Caro direttore, l'8 e il 9 giugno saremo chiamati a votare 5 referendum. Il primo sul diritto di cittadinanza. Quattro sul lavoro, in particolare sul Jobs Act, misura introdotta dieci anni fa dal Partito Democratico e che oggi lo stesso Pd, rispondendo alla sollecitazione della Cgil, sconfessa, invitando a votare sì ai quesiti. Si cancella davvero il Jobs Act?
No. Innanzitutto perché quella norma, che ha superato l'art.18 e introdotto il contratto "a tutele crescenti", è già stata stravolta dalla Consulta e ritoccata dal governo Conte I.
Non si tornerebbe, dunque, al testo originario dello Statuto dei Lavoratori, ma alla riforma Monti-Fornero. Si riaffaccerebbe la possibilità di reintegro in caso di "manifesta insussistenza" - assai rara - e, in compenso, l'indennizzo massimo in caso di licenziamento illegittimo passerebbe dalle attuali 36 mensilità a sole 24.
La verità è che la riforma del 2015 rimane l'ultimo provvedimento organico sul lavoro varato in Italia, per armonizzare la nostra disciplina a quella degli altri Paesi Ue, ispirato alle migliori esperienze giuslavoristiche delle socialdemocrazie europee.
Non sarà quindi abolita per fortuna la riforma degli ammortizzatori sociali, che con la Naspi ha aumentato al 75% dell'ultima retribuzione il trattamento ordinario di disoccupazione, ne ha portato a 24 mesi la durata massima, estendendo i benefici a tutti i lavori subordinati e coinvolgendo anche piccole imprese e apprendisti; né il trattamento di disoccupazione per i collaboratori autonomi.
Non sarà abrogata la norma contro le dimissioni in bianco né quella contro le false partite Iva, utilizzata dai rider per ottenere più diritti in tribunale. Non saranno resuscitati i co.co.pro., vietati dal Jobs Act, e non sarà abolito il sistema nazionale delle politiche attive, rimasto su carta.

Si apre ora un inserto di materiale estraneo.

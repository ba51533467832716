//! Schedule and connection persistence seams
//!
//! The scheduler only depends on these traits. `MemoryStore` backs tests and
//! local runs; `PgStore` (see `pg_store`) is the diesel-backed store.

use anyhow::Result;
use chrono::{DateTime, Utc};
use std::collections::HashMap;
use std::sync::Mutex;
use uuid::Uuid;
use vigil_tools::Connection;

use crate::schedule::{RunStatus, Schedule, ScheduleRun};

pub trait ScheduleStore: Send + Sync {
    fn create(&self, schedule: &Schedule) -> Result<()>;
    fn update(&self, schedule: &Schedule) -> Result<()>;
    fn get(&self, id: Uuid) -> Result<Option<Schedule>>;
    fn list(&self) -> Result<Vec<Schedule>>;
    /// Removes the schedule and its run history; false if it did not exist
    fn delete(&self, id: Uuid) -> Result<bool>;

    /// Runs of one schedule, newest first
    fn list_runs(&self, schedule_id: Uuid) -> Result<Vec<ScheduleRun>>;
    fn create_run(&self, run: &ScheduleRun) -> Result<()>;
    /// Close a run if it is still open. Returns false when it was already closed
    /// or no longer exists.
    fn close_run(
        &self,
        run_id: Uuid,
        finished_at: DateTime<Utc>,
        status: RunStatus,
        summary: &str,
        error: Option<&str>,
    ) -> Result<bool>;
    /// Runs with no `finished_at`
    fn open_runs(&self) -> Result<Vec<ScheduleRun>>;
}

pub trait ConnectionStore: Send + Sync {
    fn get_connection(&self, id: Uuid) -> Result<Option<Connection>>;
}

#[derive(Default)]
struct MemoryState {
    schedules: HashMap<Uuid, Schedule>,
    runs: HashMap<Uuid, ScheduleRun>,
    connections: HashMap<Uuid, Connection>,
}

/// In-process store
#[derive(Default)]
pub struct MemoryStore {
    state: Mutex<MemoryState>,
}

impl MemoryStore {
    pub fn new() -> Self {
        Self::default()
    }

    pub fn add_connection(&self, connection: Connection) -> Result<()> {
        let mut state = self
            .state
            .lock()
            .map_err(|e| anyhow::anyhow!("Lock error: {}", e))?;
        state.connections.insert(connection.id, connection);
        Ok(())
    }

    fn with_state<T>(&self, f: impl FnOnce(&mut MemoryState) -> Result<T>) -> Result<T> {
        let mut state = self
            .state
            .lock()
            .map_err(|e| anyhow::anyhow!("Lock error: {}", e))?;
        f(&mut *state)
    }
}

impl ScheduleStore for MemoryStore {
    fn create(&self, schedule: &Schedule) -> Result<()> {
        self.with_state(|state| {
            if state.schedules.contains_key(&schedule.id) {
                anyhow::bail!("Schedule {} already exists", schedule.id);
            }
            state.schedules.insert(schedule.id, schedule.clone());
            Ok(())
        })
    }

    fn update(&self, schedule: &Schedule) -> Result<()> {
        self.with_state(|state| match state.schedules.get_mut(&schedule.id) {
            Some(existing) => {
                *existing = schedule.clone();
                Ok(())
            }
            None => Err(anyhow::anyhow!("Schedule {} not found", schedule.id)),
        })
    }

    fn get(&self, id: Uuid) -> Result<Option<Schedule>> {
        self.with_state(|state| Ok(state.schedules.get(&id).cloned()))
    }

    fn list(&self) -> Result<Vec<Schedule>> {
        self.with_state(|state| {
            let mut schedules: Vec<Schedule> = state.schedules.values().cloned().collect();
            schedules.sort_by_key(|s| s.id);
            Ok(schedules)
        })
    }

    fn delete(&self, id: Uuid) -> Result<bool> {
        self.with_state(|state| {
            let existed = state.schedules.remove(&id).is_some();
            state.runs.retain(|_, run| run.schedule_id != id);
            Ok(existed)
        })
    }

    fn list_runs(&self, schedule_id: Uuid) -> Result<Vec<ScheduleRun>> {
        self.with_state(|state| {
            let mut runs: Vec<ScheduleRun> = state
                .runs
                .values()
                .filter(|run| run.schedule_id == schedule_id)
                .cloned()
                .collect();
            runs.sort_by(|a, b| b.started_at.cmp(&a.started_at));
            Ok(runs)
        })
    }

    fn create_run(&self, run: &ScheduleRun) -> Result<()> {
        self.with_state(|state| {
            state.runs.insert(run.id, run.clone());
            Ok(())
        })
    }

    fn close_run(
        &self,
        run_id: Uuid,
        finished_at: DateTime<Utc>,
        status: RunStatus,
        summary: &str,
        error: Option<&str>,
    ) -> Result<bool> {
        self.with_state(|state| match state.runs.get_mut(&run_id) {
            Some(run) if run.is_open() => {
                run.finished_at = Some(finished_at);
                run.status = status;
                run.summary = summary.to_string();
                run.error = error.map(str::to_string);
                Ok(true)
            }
            _ => Ok(false),
        })
    }

    fn open_runs(&self) -> Result<Vec<ScheduleRun>> {
        self.with_state(|state| {
            Ok(state
                .runs
                .values()
                .filter(|run| run.is_open())
                .cloned()
                .collect())
        })
    }
}

impl ConnectionStore for MemoryStore {
    fn get_connection(&self, id: Uuid) -> Result<Option<Connection>> {
        self.with_state(|state| Ok(state.connections.get(&id).cloned()))
    }
}

#[cfg(test)]
mod tests {
    use super::*;
    use crate::schedule::{NewSchedule, ScheduleStatus};
    use chrono::TimeZone;

    fn schedule() -> Schedule {
        NewSchedule {
            user_id: "user-1".to_string(),
            connection_id: Uuid::new_v4(),
            playbook: "generalMonitoring".to_string(),
            schedule_expression: "0 2 * * *".to_string(),
            additional_instructions: None,
            model: "openai-gpt-4o".to_string(),
            enabled: false,
        }
        .into_schedule(Uuid::new_v4())
    }

    #[test]
    fn test_schedule_crud() {
        let store = MemoryStore::new();
        let mut s = schedule();

        store.create(&s).unwrap();
        assert!(store.create(&s).is_err());

        s.status = ScheduleStatus::Failed;
        store.update(&s).unwrap();
        assert_eq!(store.get(s.id).unwrap().unwrap().status, ScheduleStatus::Failed);
        assert_eq!(store.list().unwrap().len(), 1);

        assert!(store.delete(s.id).unwrap());
        assert!(!store.delete(s.id).unwrap());
        assert!(store.get(s.id).unwrap().is_none());
    }

    #[test]
    fn test_close_run_only_once() {
        let store = MemoryStore::new();
        let started = Utc.with_ymd_and_hms(2024, 1, 1, 2, 0, 0).unwrap();
        let run = ScheduleRun::start(Uuid::new_v4(), started);
        store.create_run(&run).unwrap();
        assert_eq!(store.open_runs().unwrap().len(), 1);

        let finished = started + chrono::Duration::minutes(20);
        assert!(store
            .close_run(run.id, finished, RunStatus::Failure, "", Some("timed out"))
            .unwrap());
        assert!(!store
            .close_run(run.id, finished, RunStatus::Success, "late summary", None)
            .unwrap());

        let closed = &store.list_runs(run.schedule_id).unwrap()[0];
        assert_eq!(closed.status, RunStatus::Failure);
        assert_eq!(closed.error.as_deref(), Some("timed out"));
        assert_eq!(closed.summary, "");
        assert!(store.open_runs().unwrap().is_empty());
    }

    #[test]
    fn test_delete_drops_run_history() {
        let store = MemoryStore::new();
        let s = schedule();
        store.create(&s).unwrap();
        store.create_run(&ScheduleRun::start(s.id, Utc::now())).unwrap();

        store.delete(s.id).unwrap();

        assert!(store.list_runs(s.id).unwrap().is_empty());
    }
}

Il Jobs Act voleva combattere il precariato e superare la frattura tra lavoratori "iper-garantiti" e lavoratori "periferici" su cui tendeva a scaricarsi tutta la flessibilità richiesta dal sistema produttivo. L'Istat certifica che nell'ultimo decennio i licenziamenti non sono aumentati, mentre sono cresciuti i contratti a tempo indeterminato a fronte di quelli a tempo determinato.
Oggi le retribuzioni sono basse perché alla scarsa produttività di un tessuto economico troppo frammentato si è pensato di rimediare schiacciando il costo del lavoro. Senza un sistema di formazione professionale efficace, l'occupazione è cresciuta solo in quantità, con una pesante ricaduta sugli stipendi.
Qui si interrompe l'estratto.